Models are basically equations that are based on real-world measurements. Measurements are made in different situations and/or different times. Models are used to make comparisons between different choices or look at "what if" scenarios without having to implement each possible option.
Generally, models that are created with large, diverse (but still compatible) data sets containing relevant information are going to be more reliable than models with smaller data sets with smaller data sets. Models can then be used to predict performance or evaluate changes in a system.
There are very good reasons to use models when looking at the environmental footprint of pork production:
Yes. By their very nature, models are a simplified representation of a complex system. Modeling is a balance between complexity (how much information does the user need and how much time will it take?) and accuracy (how much is gained by including additional variables?). The results must be evaluated in their appropriate context. As an example, many TV weather forecasters look at several sources of information, including models when formulating their forecast. While on a given day the forecast may be off (either due to inaccurate analysis or results) it is safe to say that overall, weather forecasting is greatly enhanced by the use of models.

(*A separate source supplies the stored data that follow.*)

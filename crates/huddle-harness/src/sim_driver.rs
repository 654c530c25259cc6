//! Simulation driver implementing the Driver trait.
//!
//! `SimDriver` provides the same interface as the CLI driver but for
//! deterministic testing. It implements [`Driver`] so the same
//! [`huddle_app::Runtime`] orchestration code runs in both production and
//! simulation.
//!
//! Requests are answered from a [`SimBackend`]. Answers normally arrive in
//! request order on the next poll. Tests can hold them back and release them
//! in any order to exercise late and interleaved responses.

#![allow(clippy::disallowed_types, reason = "Synchronous locking operations only")]

use std::{
    collections::VecDeque,
    sync::{
        Arc, Mutex, MutexGuard, PoisonError,
        atomic::{AtomicU8, Ordering},
    },
};

use huddle_app::{App, AppEvent, Driver, KeyInput, NetworkEvent};
use huddle_client::{BatchRequest, ConnectionRegistry, Environment, LinkHandle, LinkState, PageKind};
use huddle_proto::{HistoryQuery, MessageId, OutboundFrame, RoomId, SenderRef, api::TrackedEvent};
use tracing::debug;

use crate::{SimBackend, SimEnv};

/// Error type for simulation driver.
#[derive(Debug, Clone)]
pub struct SimDriverError(pub String);

impl std::fmt::Display for SimDriverError {
    fn fmt(&self, f: &mut std::fmt::Formatter<'_>) -> std::fmt::Result {
        write!(f, "SimDriverError: {}", self.0)
    }
}

impl std::error::Error for SimDriverError {}

/// Simulated room link.
pub struct SimLink {
    room_id: RoomId,
    state: AtomicU8,
}

impl SimLink {
    fn connecting(room_id: RoomId) -> Self {
        Self { room_id, state: AtomicU8::new(LinkState::Connecting.to_u8()) }
    }

    fn set(&self, state: LinkState) {
        self.state.store(state.to_u8(), Ordering::SeqCst);
    }
}

impl LinkHandle for SimLink {
    fn room_id(&self) -> RoomId {
        self.room_id
    }

    fn state(&self) -> LinkState {
        LinkState::from_u8(self.state.load(Ordering::SeqCst))
    }

    fn close(&self) {
        self.set(LinkState::Disconnected);
    }
}

/// Number of upcoming requests of each kind that fail.
#[derive(Debug, Clone, Copy, Default, PartialEq, Eq)]
pub struct Faults {
    /// Dials answered with `LinkDown`.
    pub dials: u32,
    /// History requests answered with `HistoryFailed`.
    pub history: u32,
    /// Reply lookups answered with `RepliesFailed`.
    pub replies: u32,
    /// Roster requests answered with `RosterFailed`.
    pub roster: u32,
    /// Telemetry batches reported as rejected.
    pub telemetry: u32,
}

fn take_fault(counter: &mut u32) -> bool {
    if *counter == 0 {
        return false;
    }
    *counter -= 1;
    true
}

/// Shared state for event injection.
///
/// This allows injection from outside async contexts.
#[derive(Default)]
struct SharedState {
    backend: SimBackend,
    faults: Faults,
    pending_events: VecDeque<AppEvent>,
    inbox: VecDeque<NetworkEvent>,
    held: Vec<NetworkEvent>,
    holding: bool,
    dials: Vec<RoomId>,
    history_requests: Vec<(PageKind, HistoryQuery)>,
    transmitted: Vec<(RoomId, OutboundFrame)>,
    telemetry_batches: Vec<(u64, u32)>,
    telemetry_events: Vec<TrackedEvent>,
    renders: usize,
    stopped: bool,
}

impl SharedState {
    fn respond(&mut self, event: NetworkEvent) {
        if self.holding {
            self.held.push(event);
        } else {
            self.inbox.push_back(event);
        }
    }
}

/// Simulation driver for deterministic testing.
///
/// Clones share all state, so a test keeps a clone to inject input and
/// inspect requests while the [`huddle_app::Runtime`] owns the original.
#[derive(Clone)]
pub struct SimDriver {
    env: SimEnv,
    state: Arc<Mutex<SharedState>>,
    links: Arc<ConnectionRegistry<SimLink>>,
}

impl SimDriver {
    /// Create a driver answering from `backend`.
    pub fn new(env: SimEnv, backend: SimBackend) -> Self {
        let state = SharedState { backend, ..SharedState::default() };
        Self { env, state: Arc::new(Mutex::new(state)), links: Arc::new(ConnectionRegistry::new()) }
    }

    /// Inject an `AppEvent` for processing.
    pub fn inject_event(&self, event: AppEvent) {
        self.lock().pending_events.push_back(event);
    }

    /// Inject the key presses of `text` without submitting it.
    pub fn type_keys(&self, text: &str) {
        self.lock().pending_events.extend(KeyInput::typed(text).map(AppEvent::Key));
    }

    /// Inject the key presses of a line followed by Enter.
    pub fn type_line(&self, line: &str) {
        self.type_keys(line);
        self.inject_event(AppEvent::Key(KeyInput::Enter));
    }

    /// Inject a network result directly.
    pub fn inject_network(&self, event: NetworkEvent) {
        self.lock().inbox.push_back(event);
    }

    /// Another participant posts to the room. Delivered live if the room's
    /// link is connected.
    pub fn post(
        &self,
        room_id: RoomId,
        sender: SenderRef,
        content: &str,
        reply_to: Option<MessageId>,
    ) -> MessageId {
        let connected = self.link_state(room_id) == Some(LinkState::Connected);
        let mut state = self.lock();
        let message = state.backend.post(room_id, sender, content.to_string(), reply_to);
        let id = message.id;
        if connected {
            state.respond(NetworkEvent::LiveMessage { room_id, message });
        }
        id
    }

    /// Drop the room's link as if the socket closed.
    pub fn drop_link(&self, room_id: RoomId, reason: &str) {
        if let Some(link) = self.links.get(room_id) {
            link.set(LinkState::Disconnected);
        }
        self.lock().respond(NetworkEvent::LinkDown { room_id, reason: reason.to_string() });
    }

    /// Report a change in network availability.
    pub fn set_online(&self, online: bool) {
        let event = if online { NetworkEvent::Online } else { NetworkEvent::Offline };
        self.lock().inbox.push_back(event);
    }

    /// Hold responses back until released.
    pub fn hold(&self) {
        self.lock().holding = true;
    }

    /// Responses currently held back.
    pub fn held(&self) -> Vec<NetworkEvent> {
        self.lock().held.clone()
    }

    /// Deliver held responses matching `pred`, in the order they were made.
    pub fn release_where(&self, pred: impl Fn(&NetworkEvent) -> bool) {
        let mut state = self.lock();
        let held = std::mem::take(&mut state.held);
        let (release, keep): (Vec<_>, Vec<_>) = held.into_iter().partition(|e| pred(e));
        state.held = keep;
        state.inbox.extend(release);
    }

    /// Deliver held responses newest first and stop holding.
    pub fn release_reversed(&self) {
        let mut state = self.lock();
        let held = std::mem::take(&mut state.held);
        state.inbox.extend(held.into_iter().rev());
        state.holding = false;
    }

    /// Deliver held responses in order and stop holding.
    pub fn release_all(&self) {
        let mut state = self.lock();
        let held = std::mem::take(&mut state.held);
        state.inbox.extend(held);
        state.holding = false;
    }

    /// Make upcoming requests fail.
    pub fn set_faults(&self, faults: Faults) {
        self.lock().faults = faults;
    }

    /// Run `f` against the backend.
    pub fn with_backend<R>(&self, f: impl FnOnce(&mut SimBackend) -> R) -> R {
        f(&mut self.lock().backend)
    }

    /// Rooms dialed so far, in order.
    pub fn dials(&self) -> Vec<RoomId> {
        self.lock().dials.clone()
    }

    /// History requests made so far.
    pub fn history_requests(&self) -> Vec<(PageKind, HistoryQuery)> {
        self.lock().history_requests.clone()
    }

    /// Frames published so far.
    pub fn transmitted(&self) -> Vec<(RoomId, OutboundFrame)> {
        self.lock().transmitted.clone()
    }

    /// Telemetry batches submitted as `(batch_id, attempt)`.
    pub fn telemetry_batches(&self) -> Vec<(u64, u32)> {
        self.lock().telemetry_batches.clone()
    }

    /// Telemetry events submitted one by one.
    pub fn telemetry_events(&self) -> Vec<TrackedEvent> {
        self.lock().telemetry_events.clone()
    }

    /// Number of renders.
    pub fn renders(&self) -> usize {
        self.lock().renders
    }

    /// True once the runtime stopped the driver.
    pub fn is_stopped(&self) -> bool {
        self.lock().stopped
    }

    /// Cached link state of the room.
    pub fn link_state(&self, room_id: RoomId) -> Option<LinkState> {
        self.links.get(room_id).map(|link| link.state())
    }

    /// Rooms with a cached link.
    pub fn linked_rooms(&self) -> Vec<RoomId> {
        self.links.rooms()
    }

    /// Check if there is pending input or network results.
    pub fn has_pending(&self) -> bool {
        let state = self.lock();
        !state.pending_events.is_empty() || !state.inbox.is_empty()
    }

    fn lock(&self) -> MutexGuard<'_, SharedState> {
        self.state.lock().unwrap_or_else(PoisonError::into_inner)
    }
}

impl Driver for SimDriver {
    type Error = SimDriverError;
    type Instant = std::time::Instant;

    async fn poll_event(&mut self) -> Result<Option<AppEvent>, Self::Error> {
        Ok(self.lock().pending_events.pop_front())
    }

    async fn poll_network(&mut self) -> Option<NetworkEvent> {
        self.lock().inbox.pop_front()
    }

    async fn dial(&mut self, room_id: RoomId) -> Result<(), Self::Error> {
        let mut state = self.lock();
        state.dials.push(room_id);

        if take_fault(&mut state.faults.dials) {
            debug!(room_id, "dial refused");
            state.respond(NetworkEvent::LinkDown { room_id, reason: "connection refused".into() });
            return Ok(());
        }

        let Ok(link) =
            self.links.acquire(room_id, || Ok::<_, SimDriverError>(SimLink::connecting(room_id)))
        else {
            return Err(SimDriverError(format!("cannot create link for room {room_id}")));
        };
        link.set(LinkState::Connected);
        state.respond(NetworkEvent::LinkUp { room_id });
        Ok(())
    }

    async fn transmit(&mut self, room_id: RoomId, frame: OutboundFrame) -> Result<(), Self::Error> {
        if self.link_state(room_id) != Some(LinkState::Connected) {
            return Err(SimDriverError(format!("no live link for room {room_id}")));
        }

        let mut state = self.lock();
        state.transmitted.push((room_id, frame.clone()));
        for message in state.backend.accept(&frame) {
            state.respond(NetworkEvent::LiveMessage { room_id, message });
        }
        Ok(())
    }

    fn release(&mut self, room_id: Option<RoomId>) {
        match room_id {
            Some(room_id) => {
                self.links.invalidate(room_id);
            },
            None => {
                self.links.invalidate_all();
            },
        }
    }

    fn fetch_history(&mut self, kind: PageKind, query: HistoryQuery) {
        let mut state = self.lock();
        let room_id = query.room_id;
        state.history_requests.push((kind, query));
        let event = if take_fault(&mut state.faults.history) {
            NetworkEvent::HistoryFailed { room_id, kind, reason: "503 Service Unavailable".into() }
        } else {
            let page = state.backend.history_page(&query);
            NetworkEvent::HistoryLoaded {
                room_id,
                kind,
                returned: page.returned,
                messages: page.messages,
            }
        };
        state.respond(event);
    }

    fn fetch_replies(&mut self, request: BatchRequest) {
        let mut state = self.lock();
        let event = if take_fault(&mut state.faults.replies) {
            NetworkEvent::RepliesFailed { request, reason: "503 Service Unavailable".into() }
        } else {
            let messages = state.backend.messages_by_id(request.room_id, &request.msg_ids);
            NetworkEvent::RepliesLoaded { request, messages }
        };
        state.respond(event);
    }

    fn fetch_roster(&mut self, room_id: RoomId) {
        let mut state = self.lock();
        let event = if take_fault(&mut state.faults.roster) {
            NetworkEvent::RosterFailed { room_id, reason: "503 Service Unavailable".into() }
        } else {
            let (members, bots) = state.backend.roster(room_id);
            NetworkEvent::RosterLoaded { room_id, members, bots }
        };
        state.respond(event);
    }

    fn submit_telemetry(&mut self, batch_id: u64, _events: Vec<TrackedEvent>, attempt: u32) {
        let mut state = self.lock();
        state.telemetry_batches.push((batch_id, attempt));
        let ok = !take_fault(&mut state.faults.telemetry);
        state.respond(NetworkEvent::TelemetryResult { batch_id, ok });
    }

    fn submit_telemetry_event(&mut self, event: TrackedEvent) {
        self.lock().telemetry_events.push(event);
    }

    fn now(&self) -> Self::Instant {
        self.env.now()
    }

    fn render(&mut self, _app: &App) -> Result<(), Self::Error> {
        self.lock().renders += 1;
        Ok(())
    }

    fn stop(&mut self) {
        self.links.invalidate_all();
        self.lock().stopped = true;
    }
}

One example of a model that is currently looking at the environmental footprint of pork production is the Pork Production Environmental Footprint Calculator. It currently estimates greenhouse gas (GHG) emissions and the day to day costs of the activities that generate those emissions, but research is underway to expand the model to include land, and water footprints--leading to a more comprehensive "environmental footprint" model.
The model referenced above can be used for estimating the GHG emissions from the various operations on a pig farm in order to calculate the farm’s cumulative emissions. It shows where the major contributions arise, and provides a test bed for identifying strategies that reduce emissions at least cost. The model requires input information that most producers will know about their operation such as the type of barn, animal throughput, type and quantity of feed ration used, a physical description of the facilities (size of barn, insulation, fans etc.), the time in the barn, temperature profile for that area, type of manure management system (lagoon, dry lot, pit, etc.). Sample costs for day to day farm activities are provided in the model, but can be updated by the user. The model output includes a summary of feed and energy usage for the simulation, including energy estimates for temperature control (both heating and ventilation) as well as costs.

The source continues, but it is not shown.